What happened: Massachusetts officials originally surveyed Dana-Farber in August, and this process has mostly been under wraps since then. Dana-Farber has a unique structure, in that its 30-bed inpatient facility is housed within Brigham and Women's Hospital, which is located a block away. But the two not-for-profit organizations are separate, independent entities.
That's the root of the problems, according to the CMS report. Dana-Farber has relied on Brigham and Women's to handle patient complaints, inform patients about their rights, track care quality and medical errors, verify the credentials of medical staff, and provide full nursing services. Dana-Farber's "failure to provide the independent oversight...placed all potential patients at risk to receive poor quality of care," the report said.
Dana-Farber says it has submitted two "plans of correction." In a statement, it said that CMS has "been very complimentary about the actual care we provide, but nevertheless want to ensure that Dana-Farber is more clearly responsible for all of the services provided to patients in our inpatient hospital."

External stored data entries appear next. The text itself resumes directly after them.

//! The attribute bag carried by blocks, spans and images.
//!
//! Only a fixed set of keys is recognized. Dialects set values by name and unknown names are
//! dropped, so a recognizer never has to validate option names itself.

use serde::Serialize;

/// Semantic properties attached to a block, span or image.
#[derive(Debug, Clone, Default, PartialEq, Eq, Serialize)]
#[serde(rename_all = "camelCase")]
pub struct Attributes {
    #[serde(skip_serializing_if = "Option::is_none")]
    pub id: Option<String>,
    #[serde(skip_serializing_if = "Option::is_none")]
    pub css_class: Option<String>,
    #[serde(skip_serializing_if = "Option::is_none")]
    pub css_style: Option<String>,
    #[serde(skip_serializing_if = "Option::is_none")]
    pub language: Option<String>,
    #[serde(skip_serializing_if = "Option::is_none")]
    pub title: Option<String>,
    #[serde(skip_serializing_if = "Option::is_none")]
    pub href: Option<String>,
    #[serde(skip_serializing_if = "Option::is_none")]
    pub width: Option<String>,
    #[serde(skip_serializing_if = "Option::is_none")]
    pub height: Option<String>,
    #[serde(skip_serializing_if = "Option::is_none")]
    pub align: Option<String>,
    #[serde(skip_serializing_if = "Option::is_none")]
    pub border: Option<String>,
    #[serde(skip_serializing_if = "Option::is_none")]
    pub alt: Option<String>,
    #[serde(skip_serializing_if = "Option::is_none")]
    pub start: Option<String>,
}

impl Attributes {
    pub fn new() -> Self {
        Self::default()
    }

    /// Set a property by name.
    ///
    /// Returns `false`, leaving the bag untouched, when `key` is not a recognized property.
    pub fn set(&mut self, key: &str, value: impl Into<String>) -> bool {
        match self.slot_mut(key) {
            Some(slot) => {
                *slot = Some(value.into());
                true
            }
            None => false,
        }
    }

    /// Look up a property by name.
    pub fn get(&self, key: &str) -> Option<&str> {
        let key = canonical_key(key)?;
        self.entries()
            .into_iter()
            .find(|(name, _)| *name == key)
            .map(|(_, value)| value)
    }

    /// All set properties, in a fixed order.
    pub fn entries(&self) -> Vec<(&'static str, &str)> {
        [
            ("id", &self.id),
            ("cssClass", &self.css_class),
            ("cssStyle", &self.css_style),
            ("language", &self.language),
            ("title", &self.title),
            ("href", &self.href),
            ("width", &self.width),
            ("height", &self.height),
            ("align", &self.align),
            ("border", &self.border),
            ("alt", &self.alt),
            ("start", &self.start),
        ]
        .into_iter()
        .filter_map(|(name, value)| value.as_deref().map(|v| (name, v)))
        .collect()
    }

    pub fn is_empty(&self) -> bool {
        self.entries().is_empty()
    }

    pub fn with_id(mut self, id: impl Into<String>) -> Self {
        self.id = Some(id.into());
        self
    }

    pub fn with_href(mut self, href: impl Into<String>) -> Self {
        self.href = Some(href.into());
        self
    }

    pub fn with_title(mut self, title: impl Into<String>) -> Self {
        self.title = Some(title.into());
        self
    }

    pub fn with_language(mut self, language: impl Into<String>) -> Self {
        self.language = Some(language.into());
        self
    }

    pub fn with_start(mut self, start: impl Into<String>) -> Self {
        self.start = Some(start.into());
        self
    }

    fn slot_mut(&mut self, key: &str) -> Option<&mut Option<String>> {
        let slot = match canonical_key(key)? {
            "id" => &mut self.id,
            "cssClass" => &mut self.css_class,
            "cssStyle" => &mut self.css_style,
            "language" => &mut self.language,
            "title" => &mut self.title,
            "href" => &mut self.href,
            "width" => &mut self.width,
            "height" => &mut self.height,
            "align" => &mut self.align,
            "border" => &mut self.border,
            "alt" => &mut self.alt,
            _ => &mut self.start,
        };
        Some(slot)
    }
}

fn canonical_key(key: &str) -> Option<&'static str> {
    let canonical = match key {
        "id" => "id",
        "class" | "cssClass" | "css_class" => "cssClass",
        "style" | "cssStyle" | "css_style" => "cssStyle",
        "language" | "lang" => "language",
        "title" => "title",
        "href" => "href",
        "width" => "width",
        "height" => "height",
        "align" => "align",
        "border" => "border",
        "alt" => "alt",
        "start" => "start",
        _ => return None,
    };
    Some(canonical)
}
use crate::common::markdown_html;
use pretty_assertions::assert_eq;

#[test]
fn test_emphasis_and_strong() {
    assert_eq!(
        markdown_html("*em* and **strong**"),
        "<p><em>em</em> and <strong>strong</strong></p>"
    );
    assert_eq!(
        markdown_html("__strong__ and _em_"),
        "<p><strong>strong</strong> and <em>em</em></p>"
    );
}

#[test]
fn test_intraword_underscores() {
    assert_eq!(markdown_html("snake_case_name"), "<p>snake_case_name</p>");
}

#[test]
fn test_spaced_asterisks_are_text() {
    assert_eq!(markdown_html("2 * 3 * 4"), "<p>2 * 3 * 4</p>");
}

#[test]
fn test_code_spans() {
    assert_eq!(
        markdown_html("`code *x*`"),
        "<p><code>code *x*</code></p>"
    );
    assert_eq!(markdown_html("`` a ` b ``"), "<p><code>a ` b</code></p>");
}

#[test]
fn test_inline_link() {
    assert_eq!(
        markdown_html("[an example](http://example.com/ \"Title\")"),
        "<p><a href=\"http://example.com/\" title=\"Title\">an example</a></p>"
    );
    assert_eq!(
        markdown_html("[**bold** label](/x)"),
        "<p><a href=\"/x\"><strong>bold</strong> label</a></p>"
    );
}

#[test]
fn test_reference_link() {
    assert_eq!(
        markdown_html("[text][id]\n\n[id]: http://example.com/  \"T\""),
        "<p><a href=\"http://example.com/\" title=\"T\">text</a></p>"
    );
    assert_eq!(
        markdown_html("[Example]\n\n[example]: /e"),
        "<p><a href=\"/e\">Example</a></p>"
    );
}

#[test]
fn test_undefined_reference_is_text() {
    assert_eq!(markdown_html("[text][nope]"), "<p>[text][nope]</p>");
}

#[test]
fn test_images() {
    assert_eq!(
        markdown_html("![alt text](/path/img.jpg \"Title\")"),
        "<p><img src=\"/path/img.jpg\" title=\"Title\" alt=\"alt text\"></p>"
    );
    assert_eq!(
        markdown_html("![logo][l]\n\n[l]: /logo.png"),
        "<p><img src=\"/logo.png\" alt=\"logo\"></p>"
    );
}

#[test]
fn test_autolinks() {
    assert_eq!(
        markdown_html("<http://example.com>"),
        "<p><a href=\"http://example.com\">http://example.com</a></p>"
    );
    assert_eq!(
        markdown_html("<me@example.com>"),
        "<p><a href=\"mailto:me@example.com\">me@example.com</a></p>"
    );
}

#[test]
fn test_bare_urls_are_not_linked() {
    assert_eq!(
        markdown_html("see http://example.com"),
        "<p>see http://example.com</p>"
    );
}

#[test]
fn test_backslash_escapes() {
    assert_eq!(markdown_html("\\*not em\\*"), "<p>*not em*</p>");
    assert_eq!(markdown_html("a\\b"), "<p>a\\b</p>");
}

#[test]
fn test_escaped_closers() {
    assert_eq!(markdown_html(r"*a\*b*"), "<p><em>a*b</em></p>");
    assert_eq!(
        markdown_html(r"**x \** y**"),
        "<p><strong>x ** y</strong></p>"
    );
    assert_eq!(markdown_html(r"*a\\*b"), "<p><em>a\\</em>b</p>");
}

#[test]
fn test_escaped_bracket_in_link_label() {
    assert_eq!(
        markdown_html(r"[a\]b](http://example.com)"),
        "<p><a href=\"http://example.com\">a]b</a></p>"
    );
}

#[test]
fn test_entities() {
    assert_eq!(markdown_html("AT&amp;T &copy;"), "<p>AT&amp;T ©</p>");
    assert_eq!(markdown_html("AT&T"), "<p>AT&amp;T</p>");
}

#[test]
fn test_hard_line_break() {
    assert_eq!(markdown_html("one  \ntwo"), "<p>one<br>two</p>");
}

Why this matters: Medicare has a lot of rules and regulations, known as conditions of participation, but the federal government only threatens to pull funding if it finds egregious offenses. Academic hospitals and other renowned health care organizations like Dana-Farber hold high rankings and reputations, but they are just as capable of flouting Medicare rules, sometimes putting patient care at risk. Modern Healthcare, for example, detailed Medicare safety violations at the Cleveland Clinic in 2014.